Even at its most positive the romance genre renders the hero's quest as a journey to an underworld, a harrowing of hell, and into this pattern the myth of the Dark Continent fits perfectly. Conrad dealt with these associations more consciously than other writers, producing a quest romance that foreshadows the atrocity literature of the Congo Reform Association—works such as Arthur Conan Doyle's Crime of the Congo and Mark Twain's King Leopold's Soliloquy, to name two examples by prominent novelists.53 By combining romance and exposé, Conrad creates a brilliantly ironic structure in which the diabolical Kurtz demonstrates how the Dark Continent grew dark. For Conrad the ultimate atrocity is not some form of tribal savagery but Kurtz's regression. Kurtz has been “tropenkollered” or “maddened by the tropics”; he has gone native.54 In one sense, going native was universal, because in Africa or in any foreign setting every traveler must to some extent adopt the customs of the country, eat its food, learn its language, and so on. Kurtz does something worse, of course—he betrays the ideals of the civilization he is supposedly importing from Europe. Conrad does not debunk the myth of the Dark Continent: Africa is the location of his hell on earth. But at the center of that hell is Kurtz, the would-be civilizer, the embodiment of Europe's highest and noblest values, radiating darkness.

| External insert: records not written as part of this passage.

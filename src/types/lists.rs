#![allow(missing_docs)]
//! Stock list, index, and IPO listing types.

use serde::Deserialize;

// ---------------------------------------------------------------------------
// Equity stock lists
// ---------------------------------------------------------------------------

/// Envelope returned by the live equity list endpoints
/// (`equity-stockIndices`, `live-analysis-emerge`, `etf`,
/// `sovereign-gold-bonds`).
#[derive(Debug, Clone, Deserialize)]
pub struct ListData {
    pub data: Vec<EquityListRow>,
    #[serde(default)]
    pub timestamp: Option<String>,
    #[serde(default)]
    pub advance: Option<serde_json::Value>,
    #[serde(default)]
    pub metadata: Option<serde_json::Value>,
}

/// One row of a live equity list. Also the unit returned by the
/// gainers/losers post-processing.
#[derive(Debug, Clone, Deserialize)]
#[serde(rename_all = "camelCase")]
pub struct EquityListRow {
    #[serde(default)]
    pub symbol: Option<String>,
    /// Percent change on the day. Load-bearing for gainers/losers.
    #[serde(default)]
    pub p_change: f64,
    #[serde(default)]
    pub last_price: Option<f64>,
    #[serde(default)]
    pub open: Option<f64>,
    #[serde(default)]
    pub day_high: Option<f64>,
    #[serde(default)]
    pub day_low: Option<f64>,
    #[serde(default)]
    pub previous_close: Option<f64>,
    #[serde(default)]
    pub change: Option<f64>,
    #[serde(default)]
    pub total_traded_volume: Option<f64>,
    #[serde(default)]
    pub series: Option<String>,
}

// ---------------------------------------------------------------------------
// Index lists
// ---------------------------------------------------------------------------

/// Envelope returned by `GET /api/allIndices`.
#[derive(Debug, Clone, Deserialize)]
pub struct IndexListData {
    pub data: Vec<IndexRow>,
    #[serde(default)]
    pub timestamp: Option<String>,
}

/// One index snapshot row.
#[derive(Debug, Clone, Deserialize)]
#[serde(rename_all = "camelCase")]
pub struct IndexRow {
    #[serde(default)]
    pub index: Option<String>,
    #[serde(default)]
    pub index_symbol: Option<String>,
    #[serde(default)]
    pub last: Option<f64>,
    #[serde(default)]
    pub percent_change: Option<f64>,
    #[serde(default)]
    pub open: Option<f64>,
    #[serde(default)]
    pub high: Option<f64>,
    #[serde(default)]
    pub low: Option<f64>,
    #[serde(default)]
    pub previous_close: Option<f64>,
}

// ---------------------------------------------------------------------------
// IPO listings
// ---------------------------------------------------------------------------

/// One IPO listing row, shared by the current/upcoming/past IPO endpoints.
#[derive(Debug, Clone, Deserialize)]
#[serde(rename_all = "camelCase")]
pub struct IpoListing {
    pub symbol: String,
    #[serde(default)]
    pub company_name: Option<String>,
    #[serde(default)]
    pub series: Option<String>,
    #[serde(default)]
    pub issue_start_date: Option<String>,
    #[serde(default)]
    pub issue_end_date: Option<String>,
    #[serde(default)]
    pub status: Option<String>,
    #[serde(default)]
    pub issue_price: Option<String>,
    #[serde(default)]
    pub issue_size: Option<String>,
}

Ian Watt identifies nine possible models for Kurtz, and the very number suggests how common it was to go native. Stanley is among these models, and so is Charles Stokes, “the renegade missionary,” who abandoned the Church Missionary Society, took a native wife, and led a wild career as a slave trader and gunrunner.55 Stokes was not particular about his stock in trade or his customers: he sold guns to Germans working against the British in East Africa, and also to French Catholic converts in Buganda waging a miniature religious war against the Protestant converts of his former colleagues. He was finally arrested and executed without trial in the Congo for selling guns to Arab slavers, his demise adding to the scandal back in Britain about King Leopold's empire. Stokes's backsliding was extreme but not unusual. “I have been increasingly struck,” wrote Johnston in 1897, “with the rapidity with which such members of the white race as are not of the best class, can throw over the restraints of civilization and develop into savages of unbridled lust and abominable cruelty.”56 Here is another way in which savages and the working class could seem alike. But Kurtz is of “the best class,” not a “lower” one: going native could happen to anyone, even to entire societies. The Boers in Charles Reade's novel A Simpleton (1873), for example, have “degenerated into white savages”; the British hero finds that Kaffir savages are “socially superior” to them, a typical assertion well before the Boer War of 1899-1902.57
Perhaps missionaries were especially susceptible to going native; at least they frequently expressed fears about regressing, about being converted to heathenism instead of converting the heathen. According to J. S. Moffat, a missionary had to be “deeply imbued with God's spirit in order to have strength to stand against the deadening and corrupting influence around him. … I am like a man looking forward to getting back to the sweet air and bright sunshine after being in a coal-mine.” Another missionary, S. T. Pruen, believed that merely witnessing heathen customs could be dangerous: “Can a man touch pitch, and not be himself defiled?”58 That Africa held strong temptations for the Victorian is evident in the frequent references to allegedly promiscuous sexual customs of Africans—in Burton's prurient anthropology, for example, or again in the sensuality that Haggard attributes to Foulata and Joseph Thomson to Ulu. Europeans found their savage impulses were never far from their civilized surfaces; the potential for being “defiled,” for going native, led them again and again to displace these impulses onto Africans, as well as onto other nonwhite peoples. Just as the social class fantasies of the Victorians (Oliver Twist, for example) often express the fear of falling into the abyss of poverty, so the myth of the Dark Continent contains the submerged fear of falling out of the light into the abyss of social and moral regression. In both cases the fear of backsliding has a powerful sexual dimension. If, as Freud argued, civilization is based on the repression of instincts, then when the demands of repression become excessive, civilization itself is liable to break down.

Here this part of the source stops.